My take: 3 out of 5. The concept of a group of friends that meets for chai to discuss life and that will eventually pop up four different books sounds great in theory. In practice? not so much. It was an ok book, but it just didn’t provide much more. There were a lot of clichés in terms of family dynamics, very annoying relationship drama and a level of predictability that went a bit over my very large tolerance for it. I’ve read some very cool Indian Romances this year and this one didn’t really rise to the top of my list, although it was enjoyable and a very quick read and by the end my heartstrings had been pulled a little. ( i read this ARC of the audiobook thanks to the publisher)
Seven Days in June by Tia Williams

Goodreads blurb: Seven days to fall in love, fifteen years to forget and seven days to get it all back again… From the author of The Perfect Find, this is a witty, romantic, and sexy-as-hell new novel of two writers and their second chance at love. Brooklynite Eva Mercy is a single mom and bestselling erotica writer, who is feeling pressed from all sides. Shane Hall is a reclusive, enigmatic, award-winning literary author who, to everyone’s surprise, shows up in New York. When Shane and Eva meet unexpectedly at a literary event, sparks fly, raising not only their past buried traumas, but the eyebrows of New York’s Black literati. What no one knows is that twenty years earlier, teenage Eva and Shane spent one crazy, torrid week madly in love. They may be pretending that everything is fine now, but they can’t deny their chemistry-or the fact that they’ve been secretly writing to each other in their books ever since. Over the next seven days in the middle of a steamy Brooklyn summer, Eva and Shane reconnect, but Eva’s not sure how she can trust the man who broke her heart, and she needs to get him out of New York so that her life can return to normal. But before Shane disappears again, there are a few questions she needs answered. . .With its keen observations of Black life and the condition of modern motherhood, as well as the consequences of motherless-ness, Seven Days in June is by turns humorous, warm and deeply sensual.

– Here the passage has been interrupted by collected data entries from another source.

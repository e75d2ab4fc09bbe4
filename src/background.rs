use std::path::{Path, PathBuf};

use eframe::egui;
use thiserror::Error;

#[derive(Error, Debug)]
pub enum BackgroundError {
    #[error("Failed to read background file: {0}")]
    Io(#[from] std::io::Error),

    #[error("Failed to decode background image: {0}")]
    Decode(#[from] image::ImageError),

    #[error("Dropped file has no accessible data: {0}")]
    NoData(String),
}

/// Decodes PNG/JPEG (or any format the image crate knows) into an egui image
pub fn decode_image(bytes: &[u8]) -> Result<egui::ColorImage, BackgroundError> {
    let img = image::load_from_memory(bytes)?;
    log::debug!("Decoded background image: {}x{}", img.width(), img.height());

    let rgba_image = img.to_rgba8();
    let size = [rgba_image.width() as usize, rgba_image.height() as usize];
    Ok(egui::ColorImage::from_rgba_unmultiplied(size, rgba_image.as_raw()))
}

pub fn load_image_file(path: &Path) -> Result<egui::ColorImage, BackgroundError> {
    let bytes = std::fs::read(path)?;
    decode_image(&bytes)
}

/// Check if a file is an image based on MIME type or extension
fn is_image_file(file: &egui::DroppedFile) -> bool {
    if !file.mime.is_empty() {
        file.mime.starts_with("image/")
    } else if let Some(ext) = file.path.as_ref().and_then(|path| path.extension()) {
        let ext = ext.to_string_lossy().to_lowercase();
        matches!(ext.as_str(), "png" | "jpg" | "jpeg" | "gif" | "webp" | "bmp")
    } else {
        false
    }
}

/// The image drawn beneath every shape layer
#[derive(Default)]
pub struct Background {
    texture: Option<egui::TextureHandle>,
    source: Option<PathBuf>,
}

impl Background {
    pub fn new() -> Self {
        Self::default()
    }

    /// Pixel size of the loaded image, used as the preferred canvas size
    pub fn size(&self) -> Option<egui::Vec2> {
        self.texture.as_ref().map(|t| t.size_vec2())
    }

    pub fn source(&self) -> Option<&Path> {
        self.source.as_deref()
    }

    /// Loads `path` as the background. On failure the current image is kept.
    pub fn load(&mut self, ctx: &egui::Context, path: &Path) -> Result<(), BackgroundError> {
        let image = load_image_file(path)?;
        self.set_image(ctx, &path.display().to_string(), image);
        self.source = Some(path.to_path_buf());
        log::info!("Loaded background {}", path.display());
        Ok(())
    }

    fn set_image(&mut self, ctx: &egui::Context, name: &str, image: egui::ColorImage) {
        self.texture = Some(ctx.load_texture(name, image, egui::TextureOptions::LINEAR));
        ctx.request_repaint();
    }

    /// Takes the first dropped image file as the new background.
    /// Returns true if the background changed.
    pub fn handle_dropped_files(&mut self, ctx: &egui::Context) -> bool {
        let dropped = ctx.input(|i| i.raw.dropped_files.clone());
        let Some(file) = dropped.iter().find(|f| is_image_file(f)) else {
            for file in &dropped {
                log::warn!("Dropped file is not a supported type: {}", file.name);
            }
            return false;
        };

        let result = if let Some(bytes) = &file.bytes {
            log::info!("Processing image from memory: {} ({} bytes)", file.name, bytes.len());
            decode_image(bytes).map(|image| self.set_image(ctx, &file.name, image))
        } else if let Some(path) = &file.path {
            self.load(ctx, path)
        } else {
            Err(BackgroundError::NoData(file.name.clone()))
        };

        match result {
            Ok(()) => true,
            Err(err) => {
                log::warn!("{}", err);
                false
            }
        }
    }

    /// Draws the image stretched over `rect`
    pub fn paint(&self, painter: &egui::Painter, rect: egui::Rect) {
        if let Some(texture) = &self.texture {
            let uv = egui::Rect::from_min_max(egui::pos2(0.0, 0.0), egui::pos2(1.0, 1.0));
            painter.image(texture.id(), rect, uv, egui::Color32::WHITE);
        }
    }
}

impl std::fmt::Debug for Background {
    fn fmt(&self, f: &mut std::fmt::Formatter<'_>) -> std::fmt::Result {
        f.debug_struct("Background")
            .field("loaded", &self.texture.is_some())
            .field("source", &self.source)
            .finish()
    }
}

/// Preview files being dragged over the application
pub fn preview_files_being_dropped(ctx: &egui::Context) {
    use egui::{Align2, Color32, Id, LayerId, Order, TextStyle};

    if ctx.input(|i| i.raw.hovered_files.is_empty()) {
        return;
    }

    let text = ctx.input(|i| {
        let mut text = "Drop to set background:\n".to_owned();
        for file in &i.raw.hovered_files {
            if let Some(path) = &file.path {
                text += &format!("\n{}", path.display());
            } else {
                text += "\n(Path not available)";
            }
        }
        text
    });

    let painter = ctx.layer_painter(LayerId::new(Order::Foreground, Id::new("file_drop_target")));
    let screen_rect = ctx.screen_rect();
    painter.rect_filled(screen_rect, 0.0, Color32::from_black_alpha(192));
    painter.text(
        screen_rect.center(),
        Align2::CENTER_CENTER,
        text,
        TextStyle::Heading.resolve(&ctx.style()),
        Color32::WHITE,
    );
}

My take: 4.75 out of 5. I loved this book! Expectations were blown, this is not just a great romance, it had everything I want in a book period. Where do I start? Very well written, deep and flawed characters that you end up falling for. I loved the way they handled the two timelines, seven days in June, just quite a many years apart, such strong writing in it. I loved the fact that they were writers, and books and storytelling was all over the place not only in the prose but in way they inspired their actual book stories. I liked that it had the romance and some steam but it wasn’t all about that, it had so much drama behind it, as well as social commentary. I mean read it. that’s all i have to say.